After many months of near shutdowns, disheartening speeches and plain ol’ back and forth it looks like there is an end to the whole debt ceiling debate. Unfortunately, the resolution does not seem like a resolution at all.

After being passed by the House, 269 to 161 on Monday, it was the Senates turn to vote. It didn’t take long for the Senate to pass the bill with a 74 to 26 vote the next day. This may seem like an end to what has been a very long road, but many think the road has just gotten longer.

Debt Negotiation Summary

For those of who have not had time to follow all the chaos surrounding the debt ceiling here is a quick wrap up:

Problems began in 2010 when Congress failed to pass a budget for 2011 and surfaced in April 2011 when it was time for House and Senate to figure out and pass a budget. This was where the first points of contention were apparent due to the clear difficulties of House Republicans and Senate Democrats to reach an agreement. April was the same month that the United States nearly experienced a government shutdown.

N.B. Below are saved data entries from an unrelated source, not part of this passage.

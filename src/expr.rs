use std::collections::{BTreeMap, BTreeSet};
use std::fmt;

use num_bigint::BigInt;
use num_traits::{One, Zero};

use crate::error::{CasError, Result};
use crate::rational::Rational;

pub type Assignment = BTreeMap<String, Rational>;

/// Bare constants and bare variables are degenerate products: `{c, [], []}` and
/// `{1, [name], []}`. The tree is only canonical after [`crate::normalize`].
#[derive(Clone, PartialEq, Eq, PartialOrd, Ord, Hash, Debug)]
pub enum Expr {
    Sum(Vec<Expr>),
    Product(Product),
    Fraction(Box<Expr>, Box<Expr>),
}

#[derive(Clone, PartialEq, Eq, PartialOrd, Ord, Hash, Debug)]
pub struct Product {
    pub constant: Rational,
    pub variables: Vec<String>,
    pub factors: Vec<Expr>,
}

impl Product {
    pub fn new(constant: Rational, variables: Vec<String>, factors: Vec<Expr>) -> Self {
        Product {
            constant,
            variables,
            factors,
        }
    }

    pub fn is_constant(&self) -> bool {
        self.variables.is_empty() && self.factors.is_empty()
    }
}

#[derive(Clone, Copy, PartialEq, Eq, Debug)]
pub enum Op {
    Add,
    Mul,
    Div,
    Neg,
}

impl Op {
    pub fn symbol(self) -> char {
        match self {
            Op::Add => '+',
            Op::Mul => '*',
            Op::Div => '/',
            Op::Neg => '-',
        }
    }
}

impl TryFrom<char> for Op {
    type Error = CasError;

    fn try_from(symbol: char) -> Result<Self> {
        match symbol {
            '+' => Ok(Op::Add),
            '*' => Ok(Op::Mul),
            '/' => Ok(Op::Div),
            '-' => Ok(Op::Neg),
            other => Err(CasError::UnknownOperator(other)),
        }
    }
}

#[derive(Clone, Debug)]
pub enum Atom {
    Expr(Expr),
    Rational(Rational),
    Integer(i64),
    Variable(String),
}

impl From<Expr> for Atom {
    fn from(expr: Expr) -> Self {
        Atom::Expr(expr)
    }
}

impl From<Rational> for Atom {
    fn from(value: Rational) -> Self {
        Atom::Rational(value)
    }
}

impl From<i64> for Atom {
    fn from(value: i64) -> Self {
        Atom::Integer(value)
    }
}

impl From<i32> for Atom {
    fn from(value: i32) -> Self {
        Atom::Integer(value.into())
    }
}

impl From<&str> for Atom {
    fn from(name: &str) -> Self {
        Atom::Variable(name.to_string())
    }
}

impl From<String> for Atom {
    fn from(name: String) -> Self {
        Atom::Variable(name)
    }
}

impl From<Atom> for Expr {
    fn from(atom: Atom) -> Self {
        match atom {
            Atom::Expr(expr) => expr,
            Atom::Rational(value) => Expr::constant(value),
            Atom::Integer(value) => Expr::integer(value),
            Atom::Variable(name) => Expr::var(name),
        }
    }
}

impl Expr {
    /// Build without simplifying. `/` takes exactly two operands and `-` one.
    pub fn build<I, A>(op: Op, atoms: I) -> Result<Expr>
    where
        I: IntoIterator<Item = A>,
        A: Into<Atom>,
    {
        let operands: Vec<Expr> = atoms
            .into_iter()
            .map(|atom| {
                let atom: Atom = atom.into();
                Expr::from(atom)
            })
            .collect();
        match op {
            Op::Add => Ok(Expr::Sum(operands)),
            Op::Mul => Ok(Expr::Product(Product::new(
                Rational::one(),
                Vec::new(),
                operands,
            ))),
            Op::Div => {
                let [numerator, denominator] = exact_operands::<2>(op, operands)?;
                Ok(fraction(numerator, denominator))
            }
            Op::Neg => {
                let [operand] = exact_operands::<1>(op, operands)?;
                Ok(neg(operand))
            }
        }
    }

    pub fn constant(value: Rational) -> Self {
        Expr::Product(Product::new(value, Vec::new(), Vec::new()))
    }

    pub fn integer(value: impl Into<BigInt>) -> Self {
        Expr::constant(Rational::integer(value))
    }

    pub fn var(name: impl Into<String>) -> Self {
        Expr::Product(Product::new(Rational::one(), vec![name.into()], Vec::new()))
    }

    pub fn zero() -> Self {
        Expr::constant(Rational::zero())
    }

    pub fn one() -> Self {
        Expr::constant(Rational::one())
    }

    pub fn as_constant(&self) -> Option<&Rational> {
        match self {
            Expr::Product(p) if p.is_constant() => Some(&p.constant),
            _ => None,
        }
    }

    pub fn as_variable(&self) -> Option<&str> {
        match self {
            Expr::Product(p)
                if p.constant.is_one() && p.factors.is_empty() && p.variables.len() == 1 =>
            {
                Some(&p.variables[0])
            }
            _ => None,
        }
    }

    pub fn is_zero(&self) -> bool {
        self.as_constant().is_some_and(Zero::is_zero)
    }

    pub fn is_one(&self) -> bool {
        self.as_constant().is_some_and(One::is_one)
    }

    pub fn has_variable(&self, name: &str) -> bool {
        match self {
            Expr::Sum(addends) => addends.iter().any(|a| a.has_variable(name)),
            Expr::Product(p) => {
                p.variables.iter().any(|v| v == name)
                    || p.factors.iter().any(|f| f.has_variable(name))
            }
            Expr::Fraction(n, d) => n.has_variable(name) || d.has_variable(name),
        }
    }

    pub fn first_variable(&self) -> Option<&str> {
        match self {
            Expr::Sum(addends) => addends.iter().find_map(Expr::first_variable),
            Expr::Product(p) => p
                .variables
                .first()
                .map(String::as_str)
                .or_else(|| p.factors.iter().find_map(Expr::first_variable)),
            Expr::Fraction(n, d) => n.first_variable().or_else(|| d.first_variable()),
        }
    }

    pub fn variables(&self) -> BTreeSet<&str> {
        let mut names = BTreeSet::new();
        self.collect_variables(&mut names);
        names
    }

    fn collect_variables<'a>(&'a self, names: &mut BTreeSet<&'a str>) {
        match self {
            Expr::Sum(addends) => addends.iter().for_each(|a| a.collect_variables(names)),
            Expr::Product(p) => {
                names.extend(p.variables.iter().map(String::as_str));
                p.factors.iter().for_each(|f| f.collect_variables(names));
            }
            Expr::Fraction(n, d) => {
                n.collect_variables(names);
                d.collect_variables(names);
            }
        }
    }

    pub fn eval(&self, values: &Assignment) -> Result<Rational> {
        match self {
            Expr::Sum(addends) => addends.iter().try_fold(Rational::zero(), |acc, a| {
                Ok(acc + a.eval(values)?)
            }),
            Expr::Product(p) => {
                let mut result = p.constant.clone();
                for name in &p.variables {
                    let value = values
                        .get(name)
                        .ok_or_else(|| CasError::UnboundVariable(name.clone()))?;
                    result *= value;
                }
                for factor in &p.factors {
                    result *= factor.eval(values)?;
                }
                Ok(result)
            }
            Expr::Fraction(n, d) => {
                let numerator = n.eval(values)?;
                numerator.checked_div(&d.eval(values)?)
            }
        }
    }

    pub fn scaled(self, factor: &Rational) -> Expr {
        match self {
            Expr::Product(mut p) => {
                p.constant *= factor;
                Expr::Product(p)
            }
            other => Expr::Product(Product::new(factor.clone(), Vec::new(), vec![other])),
        }
    }

    pub fn boxed(self) -> Box<Self> {
        Box::new(self)
    }
}

fn exact_operands<const N: usize>(op: Op, operands: Vec<Expr>) -> Result<[Expr; N]> {
    let found = operands.len();
    <[Expr; N]>::try_from(operands).map_err(|_| CasError::Arity {
        op: op.symbol(),
        expected: N,
        found,
    })
}

impl From<Rational> for Expr {
    fn from(value: Rational) -> Self {
        Expr::constant(value)
    }
}

impl From<i64> for Expr {
    fn from(value: i64) -> Self {
        Expr::integer(value)
    }
}

impl From<&str> for Expr {
    fn from(name: &str) -> Self {
        Expr::var(name)
    }
}

impl fmt::Display for Expr {
    fn fmt(&self, f: &mut fmt::Formatter<'_>) -> fmt::Result {
        f.write_str(&crate::format::pretty(self))
    }
}

pub fn var(name: impl Into<String>) -> Expr {
    Expr::var(name)
}

pub fn integer(value: i64) -> Expr {
    Expr::integer(value)
}

pub fn sum(addends: Vec<Expr>) -> Expr {
    Expr::Sum(addends)
}

pub fn product(factors: Vec<Expr>) -> Expr {
    Expr::Product(Product::new(Rational::one(), Vec::new(), factors))
}

pub fn fraction(numerator: Expr, denominator: Expr) -> Expr {
    Expr::Fraction(numerator.boxed(), denominator.boxed())
}

pub fn neg(a: Expr) -> Expr {
    Expr::Product(Product::new(-Rational::one(), Vec::new(), vec![a]))
}

pub fn sub(a: Expr, b: Expr) -> Expr {
    Expr::Sum(vec![a, neg(b)])
}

A shutdown was narrowly averted after the passing of a temporary plan to cut $38.5 billion, enough to fund the government through the end of September. It was at this point that the budget battles really began as the House and Senate could not come to an agreement.

John Boehner, speaker of the House made it clear that House Republicans wanted to see a quid pro quo-like plan in which the debit limit could only be increased if cuts of similar caliber were made. A few days after his announcement the U.S. officially hit the debt limit on May 16, 2011, prompting Treasury Secretary Timothy Geithner to set the August 2 deadline for raising the deadline.

This is where things really begin to fall apart as various politicians speak out against each other, scramble for solutions but result in circles.  Towards the end of July it just seemed to be a bipartisan stand still as each party was threatening to veto the others’ bill.

What Was the Solution?

Finally, after reaching an agreement over the weekend the House and Senate were able to agree on a plan. In short, the compromise reached allows for a $2.4 trillion increase in total. The increase would take place in various stages, the first of which begins immediately with $400 billion dollars.

The other stages require Obama to request increases within the upcoming months. There has been a special committee set up to focus on finding ways to cut spending in order to justify an up to $1.5 trillion additional increase. There are already cuts outlined for different programs, daily spending and discretionary spending in general. The committee will be made 12 members from both the House and Senate and must find areas to cut by November 23. After their plans are presented to Congress, they have until December 23 to decide whether or not they will accept these spending cuts.

This does sound like they are buying more time, but should they not reach an agreement this time, the bill has a plan to automatically cut spending by $1.2 Billion across the board. Hopefully, these provisions will help politicians reach agreements faster, with less conflict and procrastination.